- Recorded data
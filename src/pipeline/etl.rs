use chrono::Utc;
use serde::Serialize;
use std::fmt;
use std::path::Path;
use std::sync::Arc;
use std::time::Instant;
use tracing::{debug, error, info, info_span, warn, Instrument};

use crate::metrics::EtlMetrics;
use crate::pipeline::processing::enrich::{EnrichmentSummary, TrackEnricher};
use crate::pipeline::processing::extract::{extract_snapshot, ExtractError};
use crate::pipeline::processing::load::EtlLoader;
use crate::pipeline::processing::transform::transform_snapshot;
use crate::storage::Storage;
use crate::types::EtlRunStats;

#[derive(Debug, Clone, Copy, PartialEq, Eq, Serialize)]
#[serde(rename_all = "SCREAMING_SNAKE_CASE")]
pub enum EtlStatus {
    Success,
    ExtractionFailed,
    InvalidData,
    TransformationFailed,
    LoadFailed,
}

impl EtlStatus {
    pub fn as_str(&self) -> &'static str {
        match self {
            EtlStatus::Success => "SUCCESS",
            EtlStatus::ExtractionFailed => "EXTRACTION_FAILED",
            EtlStatus::InvalidData => "INVALID_DATA",
            EtlStatus::TransformationFailed => "TRANSFORMATION_FAILED",
            EtlStatus::LoadFailed => "LOAD_FAILED",
        }
    }
}

impl fmt::Display for EtlStatus {
    fn fmt(&self, f: &mut fmt::Formatter<'_>) -> fmt::Result {
        f.write_str(self.as_str())
    }
}

/// Result of running ETL over one snapshot
#[derive(Debug, Clone, PartialEq, Serialize)]
pub struct EtlResult {
    pub snapshot_ref: String,
    pub status: EtlStatus,
    pub records_extracted: usize,
    pub records_transformed: usize,
    pub records_loaded: usize,
    pub success_rate: f64,
    pub duration_secs: f64,
    #[serde(skip_serializing_if = "Option::is_none")]
    pub error: Option<String>,
}

impl EtlResult {
    fn failed(snapshot_ref: String, status: EtlStatus, error: String) -> Self {
        Self {
            snapshot_ref,
            status,
            records_extracted: 0,
            records_transformed: 0,
            records_loaded: 0,
            success_rate: 0.0,
            duration_secs: 0.0,
            error: Some(error),
        }
    }

    pub fn is_success(&self) -> bool {
        self.status == EtlStatus::Success
    }
}

/// Extract, derive and load one snapshot; optionally enrich afterwards.
pub struct EtlPipeline {
    loader: EtlLoader,
    enricher: Option<TrackEnricher>,
}

impl EtlPipeline {
    pub fn new(storage: Arc<dyn Storage>) -> Self {
        Self {
            loader: EtlLoader::new(storage),
            enricher: None,
        }
    }

    pub fn with_enricher(mut self, enricher: TrackEnricher) -> Self {
        self.enricher = Some(enricher);
        self
    }

    pub fn enrichment_enabled(&self) -> bool {
        self.enricher.is_some()
    }

    pub async fn run_for_snapshot(&self, path: &Path) -> EtlResult {
        let span = info_span!("etl", snapshot = %path.display());
        let result = self.run_inner(path).instrument(span).await;
        EtlMetrics::record_run(result.status.as_str(), result.records_loaded, result.duration_secs);
        result
    }

    async fn run_inner(&self, path: &Path) -> EtlResult {
        let clock = Instant::now();
        let snapshot_ref = path.to_string_lossy().into_owned();

        let snapshot = match extract_snapshot(path) {
            Ok(snapshot) => snapshot,
            Err(e) => {
                let status = match e {
                    ExtractError::Unreadable(_) => EtlStatus::ExtractionFailed,
                    ExtractError::NoPayload => EtlStatus::InvalidData,
                };
                warn!(%status, error = %e, "extraction failed");
                let mut result = EtlResult::failed(snapshot_ref, status, e.to_string());
                result.duration_secs = clock.elapsed().as_secs_f64();
                return result;
            }
        };

        debug!(
            tracks = snapshot.track_count(),
            has_weather = snapshot.weather.is_some(),
            "snapshot extracted"
        );
        let transformed = transform_snapshot(&snapshot);
        let records_extracted = transformed.records_extracted;
        let records_transformed = transformed.records.len();
        if records_transformed == 0 {
            warn!(records_extracted, "no record survived transformation");
            let mut result = EtlResult::failed(
                snapshot_ref,
                EtlStatus::TransformationFailed,
                format!("0 of {} tracks usable", records_extracted),
            );
            result.records_extracted = records_extracted;
            result.duration_secs = clock.elapsed().as_secs_f64();
            return result;
        }

        let report = self.loader.load(&transformed.records).await;
        EtlMetrics::record_rejected_rows(report.rejected.len());
        let mut error = report.fatal.as_ref().map(ToString::to_string);
        let mut status = if error.is_some() || report.loaded == 0 {
            EtlStatus::LoadFailed
        } else {
            EtlStatus::Success
        };
        if status == EtlStatus::LoadFailed && error.is_none() {
            error = Some(format!("0 of {} records loaded", report.processed));
        }

        let stats = EtlRunStats {
            snapshot_ref: snapshot_ref.clone(),
            status: status.as_str().to_string(),
            records_extracted,
            records_transformed,
            records_loaded: report.loaded,
            success_rate: report.success_rate(),
            duration_secs: clock.elapsed().as_secs_f64(),
            processed_at: Utc::now(),
        };
        if let Err(e) = self.loader.record_run(&stats).await {
            error!(error = %e, "could not record ETL run stats");
            if !e.is_row_level() {
                status = EtlStatus::LoadFailed;
                error.get_or_insert_with(|| e.to_string());
            }
        }

        let result = EtlResult {
            snapshot_ref,
            status,
            records_extracted,
            records_transformed,
            records_loaded: report.loaded,
            success_rate: stats.success_rate,
            duration_secs: clock.elapsed().as_secs_f64(),
            error,
        };
        if result.is_success() {
            info!(
                extracted = result.records_extracted,
                transformed = result.records_transformed,
                loaded = result.records_loaded,
                "snapshot processed"
            );
        } else {
            warn!(status = %result.status, error = ?result.error, "snapshot load failed");
        }
        result
    }

    /// Enrich every distinct track in the processed store. `None` when no
    /// catalog is configured.
    pub async fn run_enrichment(&self) -> Option<EnrichmentSummary> {
        let enricher = self.enricher.as_ref()?;
        Some(enricher.enrich_all().instrument(info_span!("enrichment")).await)
    }
}
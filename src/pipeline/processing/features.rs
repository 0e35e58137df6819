//! Pure feature derivation over a single track.

use crate::types::MoodCategory;

/// Keyword sets in declaration order; earlier entries win ties.
const MOOD_KEYWORDS: [(MoodCategory, &[&str]); 5] = [
    (
        MoodCategory::Happy,
        &["love", "happy", "sun", "dance", "party", "summer", "good", "beautiful", "smile"],
    ),
    (
        MoodCategory::Sad,
        &["sad", "rain", "lonely", "cry", "broken", "heart", "tears", "miss", "pain"],
    ),
    (
        MoodCategory::Energetic,
        &["fire", "energy", "power", "strong", "fight", "wild", "crazy", "burn"],
    ),
    (
        MoodCategory::Calm,
        &["calm", "peace", "quiet", "soft", "gentle", "easy", "slow", "dream"],
    ),
    (
        MoodCategory::Romantic,
        &["love", "heart", "kiss", "baby", "darling", "sweet", "night", "moon"],
    ),
];

/// Keyword-count classification of a track. Total: every input maps to one of
/// the six categories, `Neutral` when no keyword occurs.
pub fn mood_category(track_name: &str, artist_name: &str) -> MoodCategory {
    let text = format!("{} {}", track_name, artist_name).to_lowercase();
    let mut best = (MoodCategory::Neutral, 0usize);
    for (mood, keywords) in MOOD_KEYWORDS.iter() {
        let score = keywords.iter().filter(|k| text.contains(*k)).count();
        // strict comparison keeps the earlier category on ties
        if score > best.1 {
            best = (*mood, score);
        }
    }
    best.0
}

/// Listener reach capped at 1.0 plus an engagement bonus capped at 0.2,
/// rounded to three decimals. Always within `[0, 1.2]`.
pub fn popularity_score(listeners: i64, playcount: i64) -> f64 {
    if listeners <= 0 {
        return 0.0;
    }
    let base = (listeners as f64 / 10_000.0).min(1.0);
    let engagement = playcount as f64 / listeners.max(1) as f64;
    let bonus = (engagement * 0.1).clamp(0.0, 0.2);
    ((base + bonus) * 1_000.0).round() / 1_000.0
}

#[cfg(test)]
mod tests {
    use super::*;

    #[test]
    fn zero_listeners_score_zero() {
        for playcount in [0, 1, 10_000, i64::MAX] {
            assert_eq!(popularity_score(0, playcount), 0.0);
        }
    }

    #[test]
    fn full_reach_with_capped_bonus() {
        assert_eq!(popularity_score(10_000, 10_000), 1.1);
        assert_eq!(popularity_score(1_000_000, 50_000_000), 1.2);
    }

    #[test]
    fn partial_reach_rounds_to_three_decimals() {
        // base 0.1234, engagement 2 -> bonus 0.2 (capped)
        assert_eq!(popularity_score(1_234, 2_468), 0.323);
        // base 0.5, engagement 0.5 -> bonus 0.05
        assert_eq!(popularity_score(5_000, 2_500), 0.55);
    }

    #[test]
    fn negative_inputs_stay_in_range() {
        assert_eq!(popularity_score(-10, 100), 0.0);
        assert_eq!(popularity_score(5_000, -100), 0.5);
    }

    #[test]
    fn no_keywords_is_neutral() {
        assert_eq!(mood_category("Tití Me Preguntó", "Bad Bunny"), MoodCategory::Neutral);
        assert_eq!(mood_category("", ""), MoodCategory::Neutral);
    }

    #[test]
    fn highest_score_wins() {
        // sad: rain, tears, pain vs romantic: none
        assert_eq!(mood_category("Rain and Tears", "Pain"), MoodCategory::Sad);
        assert_eq!(mood_category("Wild Fire", "Power Crew"), MoodCategory::Energetic);
        assert_eq!(mood_category("Moon Kiss", "Baby Sweet"), MoodCategory::Romantic);
    }

    #[test]
    fn ties_follow_declaration_order() {
        // "love" counts for happy and romantic; happy is declared first
        assert_eq!(mood_category("Love", "X"), MoodCategory::Happy);
        // "heart" counts for sad and romantic; sad is declared first
        assert_eq!(mood_category("Heart", "X"), MoodCategory::Sad);
    }

    #[test]
    fn matching_is_case_insensitive_substring() {
        assert_eq!(mood_category("SUNFLOWER", "Post Malone"), MoodCategory::Happy);
        assert_eq!(mood_category("x", "Dreamers"), MoodCategory::Calm);
    }
}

- What you have to do
A verbatim transcription is required: the first line of the listing, the line containing "use crate::metrics::EtlMetrics;", and every line between them.

- Answer box
filename src/pipeline/etl.rs
use chrono::Utc;
use serde::Serialize;
use std::fmt;
use std::path::Path;
use std::sync::Arc;
use std::time::Instant;
use tracing::{debug, error, info, info_span, warn, Instrument};

use crate::metrics::EtlMetrics;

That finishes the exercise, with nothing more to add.